** Work to be completed **
Should a line below contain the word "types", report it.

Records drawn from a dataset
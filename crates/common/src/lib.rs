//! Shared building blocks for the inventory API crates:
//! response types, logging setup and the Prometheus/health admin endpoint.

pub mod types;
pub mod utils;
pub mod metrics;
pub mod admin_http;

#[cfg(test)]
mod tests {
    use super::*;

    #[test]
    fn health_type_ok() {
        let h = types::Health { status: "ok" };
        assert_eq!(h.status, "ok");
    }

    #[test]
    fn error_body_serializes_error_field() {
        let body = types::ErrorBody::new("Item with id 9 not found");
        let json = serde_json::to_value(&body).unwrap();
        assert_eq!(json, serde_json::json!({"error": "Item with id 9 not found"}));
    }
}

** Written answer **
//! response types, logging setup and the Prometheus/health admin endpoint.
pub mod types;
        let h = types::Health { status: "ok" };
        let body = types::ErrorBody::new("Item with id 9 not found");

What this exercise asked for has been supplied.